Potential Postponement of Leverage Restrictions
Investors holding accounts in the Foreign Exchange and CFD Markets have begun questioning if ASIC will implement leverage restrictions moving forward. It wasn’t confirmed if these announced requirements are considered time-critical matters for the operator. ASIC released consultation papers to brokers and firms across Australia, informing them that product intervention measures similar to the ESMA would be imposed. It’d force a singular leveraging ratio of 20:1 to all FX and CFD trades. Postponing these requirements won’t be obliged by investors.
Equity Indices would inquire heightened leveraging restrictions listed at 15:1. These imposing valuations would increase a third time with Commodities, being restricted with its leverages at 10:1. Gold Commodities receive a specific exclusion, with an implemented ratio of 20:1. Equities and Cryptocurrency Assets face the most severe leverage ratios, with those respectively slated to become 5:1 and 2:1. There have been numerous delays in this regulation being enforced. Covid-19 could prompt an additional twelve months or longer in a delayed response from ASIC with product intervention measures.

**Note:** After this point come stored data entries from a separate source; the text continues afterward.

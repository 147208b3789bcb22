//!
//! # Control plane configuration
//!
//! Loaded from TOML, see [`SaveLoadConfig`](kns_types::config_file::SaveLoadConfig).
//!
use std::collections::{BTreeMap, BTreeSet};
use std::time::Duration;

use serde::{Serialize, Deserialize};

use kns_types::ClusterName;
use kns_types::defaults::{CONFLICT_RETRIES, EXECUTOR_INTERVAL, EXECUTOR_REMOTE_TIMEOUT};

macro_rules! whitelist {
    ($config:expr,$name:expr,$start:expr) => {
        if $config.enabled($name) {
            $start;
        }
    };
}

#[derive(Debug, Clone, Default, PartialEq, Serialize, Deserialize)]
#[serde(default)]
pub struct ScConfig {
    /// members of this group act as administrators
    pub admin_group: String,
    /// executors to start, all of them when empty
    pub white_list: BTreeSet<String>,
    pub executor: ExecutorConfig,
    pub managed_clusters: Vec<ManagedClusterConfig>,
}

impl ScConfig {
    pub fn enabled(&self, name: &str) -> bool {
        self.white_list.is_empty() || self.white_list.contains(name)
    }

    pub fn cluster(&self, name: &str) -> Option<&ManagedClusterConfig> {
        self.managed_clusters.iter().find(|c| c.name == name)
    }
}

#[derive(Debug, Clone, PartialEq, Serialize, Deserialize)]
#[serde(default)]
pub struct ExecutorConfig {
    #[serde(with = "humantime_serde")]
    pub interval: Duration,
    /// upper bound of any single broker or connect call
    #[serde(with = "humantime_serde")]
    pub remote_timeout: Duration,
    pub conflict_retries: u16,
}

impl Default for ExecutorConfig {
    fn default() -> Self {
        Self {
            interval: EXECUTOR_INTERVAL,
            remote_timeout: EXECUTOR_REMOTE_TIMEOUT,
            conflict_retries: CONFLICT_RETRIES,
        }
    }
}

#[derive(Debug, Clone, Copy, Default, PartialEq, Eq, Serialize, Deserialize)]
#[serde(rename_all = "SCREAMING_SNAKE_CASE")]
pub enum ClusterProvider {
    #[default]
    SelfManaged,
    ConfluentCloud,
}

#[derive(Debug, Clone, PartialEq, Serialize, Deserialize)]
#[serde(default)]
pub struct ManagedClusterConfig {
    pub name: ClusterName,
    pub manage_topics: bool,
    pub manage_acls: bool,
    pub manage_connectors: bool,
    /// plan and log, never write to the cluster
    pub read_only: bool,
    pub provider: ClusterProvider,
    /// admin client properties
    pub config: BTreeMap<String, String>,
    pub connects: BTreeMap<String, ConnectConfig>,
}

impl Default for ManagedClusterConfig {
    fn default() -> Self {
        Self {
            name: String::new(),
            manage_topics: false,
            manage_acls: false,
            manage_connectors: false,
            read_only: true,
            provider: ClusterProvider::default(),
            config: BTreeMap::new(),
            connects: BTreeMap::new(),
        }
    }
}

impl ManagedClusterConfig {
    pub fn new(name: impl Into<String>) -> Self {
        Self {
            name: name.into(),
            ..Default::default()
        }
    }

    /// manage every kind and write to the cluster
    pub fn managed(name: impl Into<String>) -> Self {
        Self {
            name: name.into(),
            manage_topics: true,
            manage_acls: true,
            manage_connectors: true,
            read_only: false,
            ..Default::default()
        }
    }

    pub fn with_connect(mut self, name: impl Into<String>, url: impl Into<String>) -> Self {
        self.connects.insert(
            name.into(),
            ConnectConfig {
                url: url.into(),
                ..Default::default()
            },
        );
        self
    }
}

#[derive(Debug, Clone, Default, PartialEq, Eq, Serialize, Deserialize)]
#[serde(default)]
pub struct ConnectConfig {
    pub url: String,
    #[serde(skip_serializing_if = "Option::is_none")]
    pub basic_auth_username: Option<String>,
    #[serde(skip_serializing_if = "Option::is_none")]
    pub basic_auth_password: Option<String>,
}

The Director of Traction Fintech, Sophie Gerber, provided official statements regarding this manner. She stated: “The media release from ASIC makes it clear that they will be sending updates to affected persons about specific consultations that had been running before the coronavirus outbreak. Therefore we would expect an email to come through to recipients of the Market Supervision mailing list with any news about the CFDs consultation paper. At this stage, we haven’t seen any guidance from ASIC regarding the implementation of the leverage restrictions. It is, however, possible that ASIC may stay silent on this particular consultation since it has been so contentious.”
Gerber continued these remarks to reporters by expressing: “The product intervention proposal has already been highlighted as having a significant negative impact on tax revenues for the Australian economy, with Australian CFD providers being large taxpayers and stable employers. Offshoring clients to other jurisdictions means less tax revenue for the Australian Government and a shift in jobs. With the Australian Government’s expensive stimulus packages for shielding the economy from coronavirus continuing to be announced, it would seem sensible for the Treasury and regulators to delay measures which will reduce tax earnings for the Government.”